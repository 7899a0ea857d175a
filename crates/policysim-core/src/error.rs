//! Error types for PolicySim Core
//!
//! Every failure the orchestration layer can produce is a typed `thiserror`
//! enum. Validation failures are local and field-level, transport failures
//! come from the remote engine, normalization failures mean the engine's
//! response did not match the expected contract, and stale responses are an
//! internal signal that callers discard.

use std::fmt;

use thiserror::Error;

use crate::lifecycle::RequestToken;

/// Result type alias for PolicySim operations
pub type Result<T> = std::result::Result<T, PolicySimError>;

/// Main error type for PolicySim operations
#[derive(Error, Debug)]
pub enum PolicySimError {
    /// One or more draft fields are out of range
    #[error("Validation failed: {0}")]
    Validation(#[from] ValidationErrors),

    /// The remote engine could not be reached or refused the request
    #[error("Transport error: {0}")]
    Transport(#[from] TransportError),

    /// The remote engine answered with an unexpected shape
    #[error("Normalization error: {0}")]
    Normalization(#[from] NormalizationError),

    /// A simulation could not be started
    #[error(transparent)]
    Submit(#[from] SubmitError),

    /// A response arrived for a superseded request
    #[error(transparent)]
    Stale(#[from] StaleResponseError),

    /// Configuration could not be loaded
    #[error("Configuration error: {0}")]
    Config(#[from] ConfigError),

    /// Generic error with context
    #[error("{context}: {source}")]
    WithContext {
        /// What was being attempted
        context: String,
        /// Underlying error
        source: Box<PolicySimError>,
    },
}

/// A single violated field of a policy draft.
#[derive(Error, Debug, Clone, PartialEq, Eq)]
#[error("{field}: {reason}")]
pub struct ValidationError {
    /// Draft field name (`name`, `strength_percent`, `duration_years`, `budget`)
    pub field: &'static str,
    /// Human-readable reason, suitable for inline display
    pub reason: String,
}

impl ValidationError {
    /// Create a new field error
    pub fn new(field: &'static str, reason: impl Into<String>) -> Self {
        Self {
            field,
            reason: reason.into(),
        }
    }
}

/// Every violated field of a draft, collected in one pass.
#[derive(Error, Debug, Clone, PartialEq, Eq)]
pub struct ValidationErrors(Vec<ValidationError>);

impl ValidationErrors {
    pub(crate) fn new(errors: Vec<ValidationError>) -> Self {
        Self(errors)
    }

    /// The individual field errors, in field order
    pub fn errors(&self) -> &[ValidationError] {
        &self.0
    }

    /// Names of the violated fields
    pub fn fields(&self) -> Vec<&'static str> {
        self.0.iter().map(|e| e.field).collect()
    }

    /// Whether the given field is among the violations
    pub fn has_field(&self, field: &str) -> bool {
        self.0.iter().any(|e| e.field == field)
    }

    /// Number of violated fields
    pub fn len(&self) -> usize {
        self.0.len()
    }

    /// Always false for errors produced by the validator
    pub fn is_empty(&self) -> bool {
        self.0.is_empty()
    }
}

impl fmt::Display for ValidationErrors {
    fn fmt(&self, f: &mut fmt::Formatter<'_>) -> fmt::Result {
        let parts: Vec<String> = self.0.iter().map(ToString::to_string).collect();
        write!(f, "{}", parts.join("; "))
    }
}

impl IntoIterator for ValidationErrors {
    type Item = ValidationError;
    type IntoIter = std::vec::IntoIter<ValidationError>;

    fn into_iter(self) -> Self::IntoIter {
        self.0.into_iter()
    }
}

/// Errors reaching the remote simulation engine
#[derive(Error, Debug, Clone, PartialEq, Eq)]
pub enum TransportError {
    /// Connection or protocol failure before a response arrived
    #[error("Request failed: {0}")]
    Request(String),

    /// The engine answered with an error
    #[error("{message}")]
    Server {
        /// HTTP status, when the error came from a non-2xx response
        status: Option<u16>,
        /// The engine's `error` string, or a generic summary
        message: String,
    },

    /// No response within the configured timeout (seconds)
    #[error("Request timed out after {0}s")]
    Timeout(u64),

    /// The body was not JSON
    #[error("Invalid response body: {0}")]
    Decode(String),

    /// The configured base URL cannot be used
    #[error("Invalid engine URL: {0}")]
    InvalidUrl(String),
}

impl TransportError {
    /// Message shown to the user as the single failure summary
    pub fn user_message(&self) -> String {
        match self {
            Self::Server { message, .. } => message.clone(),
            Self::Request(_) | Self::Timeout(_) => {
                "Could not reach the simulation engine".to_string()
            }
            Self::Decode(_) => "The simulation engine sent an unreadable response".to_string(),
            Self::InvalidUrl(url) => format!("Invalid engine URL: {url}"),
        }
    }
}

impl From<reqwest::Error> for TransportError {
    fn from(e: reqwest::Error) -> Self {
        if e.is_decode() {
            TransportError::Decode(e.to_string())
        } else {
            TransportError::Request(e.to_string())
        }
    }
}

/// The engine response did not match the expected contract
#[derive(Error, Debug, Clone, PartialEq, Eq)]
pub enum NormalizationError {
    /// A required field is absent or null
    #[error("Missing required field `{path}`")]
    MissingField {
        /// Dotted JSON path
        path: String,
    },

    /// A field has the wrong JSON type
    #[error("Field `{path}` has the wrong type: expected {expected}")]
    InvalidType {
        /// Dotted JSON path
        path: String,
        /// Expected JSON type
        expected: &'static str,
    },

    /// A field has the right type but an unusable value
    #[error("Field `{path}` is invalid: {reason}")]
    InvalidValue {
        /// Dotted JSON path
        path: String,
        /// What is wrong with the value
        reason: String,
    },

    /// The engine answered with an `{error}` body or `success: false`
    #[error("Engine reported an error: {0}")]
    EngineError(String),
}

impl NormalizationError {
    /// JSON path of the offending field, if any
    pub fn path(&self) -> Option<&str> {
        match self {
            Self::MissingField { path }
            | Self::InvalidType { path, .. }
            | Self::InvalidValue { path, .. } => Some(path),
            Self::EngineError(_) => None,
        }
    }
}

/// A resolution arrived for a request that is no longer current.
///
/// Never shown to the user.
#[derive(Error, Debug, Clone, Copy, PartialEq, Eq)]
#[error("Discarded stale response for request {token} (current: {current:?})")]
pub struct StaleResponseError {
    /// Token the resolution carried
    pub token: RequestToken,
    /// Token in flight when it arrived, if any
    pub current: Option<RequestToken>,
}

/// A submission was refused before any request was sent
#[derive(Error, Debug, Clone, PartialEq, Eq)]
pub enum SubmitError {
    /// The draft failed validation
    #[error("Invalid policy: {0}")]
    Invalid(#[from] ValidationErrors),

    /// A simulation is already in flight
    #[error("A simulation is already running (request {in_flight})")]
    Busy {
        /// The submission still in flight
        in_flight: RequestToken,
    },
}

/// Errors loading client configuration
#[derive(Error, Debug)]
pub enum ConfigError {
    /// The configuration file could not be read
    #[error("Failed to read {path}: {source}")]
    Read {
        /// File that was read
        path: String,
        /// I/O failure
        source: std::io::Error,
    },

    /// The configuration file is not valid TOML for [`ClientConfig`](crate::ClientConfig)
    #[error("Failed to parse {path}: {source}")]
    Parse {
        /// File, or other origin, of the TOML text
        path: String,
        /// Parser failure
        source: toml::de::Error,
    },

    /// A setting is out of range
    #[error("Invalid value for {key}: {reason}")]
    InvalidValue {
        /// Setting name
        key: String,
        /// What is wrong with it
        reason: String,
    },
}

impl PolicySimError {
    /// Add context to an error
    pub fn context(self, context: impl Into<String>) -> Self {
        Self::WithContext {
            context: context.into(),
            source: Box::new(self),
        }
    }

    /// Whether this error only signals a superseded request
    pub fn is_stale(&self) -> bool {
        match self {
            Self::Stale(_) => true,
            Self::WithContext { source, .. } => source.is_stale(),
            _ => false,
        }
    }

    /// Single summary line for display, without internal detail.
    ///
    /// `None` for stale responses, which are never shown.
    pub fn user_message(&self) -> Option<String> {
        match self {
            Self::Stale(_) => None,
            Self::Transport(e) => Some(e.user_message()),
            Self::WithContext { source, .. } => source.user_message(),
            other => Some(other.to_string()),
        }
    }
}

/// Extension trait for adding context to Results
pub trait ResultExt<T> {
    /// Add context to a Result
    fn context(self, context: impl Into<String>) -> Result<T>;

    /// Add lazy context to a Result
    fn with_context<F>(self, f: F) -> Result<T>
    where
        F: FnOnce() -> String;
}

impl<T, E> ResultExt<T> for std::result::Result<T, E>
where
    E: Into<PolicySimError>,
{
    fn context(self, context: impl Into<String>) -> Result<T> {
        self.map_err(|e| e.into().context(context))
    }

    fn with_context<F>(self, f: F) -> Result<T>
    where
        F: FnOnce() -> String,
    {
        self.map_err(|e| e.into().context(f()))
    }
}

#[cfg(test)]
mod tests {
    use super::*;

    #[test]
    fn test_validation_errors_display_lists_every_field() {
        let errors = ValidationErrors::new(vec![
            ValidationError::new("name", "must not be empty"),
            ValidationError::new("budget", "must be at least 100000"),
        ]);

        let msg = errors.to_string();
        assert!(msg.contains("name: must not be empty"));
        assert!(msg.contains("budget: must be at least 100000"));
        assert_eq!(errors.fields(), vec!["name", "budget"]);
        assert!(errors.has_field("budget"));
        assert!(!errors.has_field("duration_years"));
    }

    #[test]
    fn test_server_message_is_surfaced_verbatim() {
        let err = TransportError::Server {
            status: Some(400),
            message: "Percentage must be between 30 and 50".to_string(),
        };
        assert_eq!(err.user_message(), "Percentage must be between 30 and 50");

        let err: PolicySimError = err.into();
        assert_eq!(
            err.user_message().as_deref(),
            Some("Percentage must be between 30 and 50")
        );
    }

    #[test]
    fn test_connection_failure_gets_generic_message() {
        let err = TransportError::Request("connection refused".to_string());
        assert_eq!(err.user_message(), "Could not reach the simulation engine");
    }

    #[test]
    fn test_error_context() {
        let err: PolicySimError = NormalizationError::MissingField {
            path: "risk.score".to_string(),
        }
        .into();
        let err = err.context("Failed to normalize simulation");

        let msg = err.to_string();
        assert!(msg.contains("Failed to normalize simulation"));
        assert!(msg.contains("risk.score"));
    }

    #[test]
    fn test_result_ext() {
        let result: std::result::Result<(), TransportError> =
            Err(TransportError::Timeout(30));
        let result = result.context("Simulation request failed");

        assert!(result
            .unwrap_err()
            .to_string()
            .contains("Simulation request failed"));
    }

    #[test]
    fn test_stale_is_detected_through_context() {
        let err: PolicySimError = StaleResponseError {
            token: RequestToken::from_raw(1),
            current: Some(RequestToken::from_raw(2)),
        }
        .into();
        assert!(err.user_message().is_none());

        let err = err.context("resolve");
        assert!(err.is_stale());
        assert!(err.user_message().is_none());
    }
}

——————————

* [Task item] Repeat the material above exactly, beginning with its first line and ending with the line that holds "pub field: &'static", and leave out everything else.

* [Task output]
repository 7899a0ea857d175a
filename crates/policysim-core/src/error.rs
//! Error types for PolicySim Core
//!
//! Every failure the orchestration layer can produce is a typed `thiserror`
//! enum. Validation failures are local and field-level, transport failures
//! come from the remote engine, normalization failures mean the engine's
//! response did not match the expected contract, and stale responses are an
//! internal signal that callers discard.

use std::fmt;

use thiserror::Error;

use crate::lifecycle::RequestToken;

/// Result type alias for PolicySim operations
pub type Result<T> = std::result::Result<T, PolicySimError>;

/// Main error type for PolicySim operations
#[derive(Error, Debug)]
pub enum PolicySimError {
    /// One or more draft fields are out of range
    #[error("Validation failed: {0}")]
    Validation(#[from] ValidationErrors),

    /// The remote engine could not be reached or refused the request
    #[error("Transport error: {0}")]
    Transport(#[from] TransportError),

    /// The remote engine answered with an unexpected shape
    #[error("Normalization error: {0}")]
    Normalization(#[from] NormalizationError),

    /// A simulation could not be started
    #[error(transparent)]
    Submit(#[from] SubmitError),

    /// A response arrived for a superseded request
    #[error(transparent)]
    Stale(#[from] StaleResponseError),

    /// Configuration could not be loaded
    #[error("Configuration error: {0}")]
    Config(#[from] ConfigError),

    /// Generic error with context
    #[error("{context}: {source}")]
    WithContext {
        /// What was being attempted
        context: String,
        /// Underlying error
        source: Box<PolicySimError>,
    },
}

/// A single violated field of a policy draft.
#[derive(Error, Debug, Clone, PartialEq, Eq)]
#[error("{field}: {reason}")]
pub struct ValidationError {
    /// Draft field name (`name`, `strength_percent`, `duration_years`, `budget`)
    pub field: &'static str,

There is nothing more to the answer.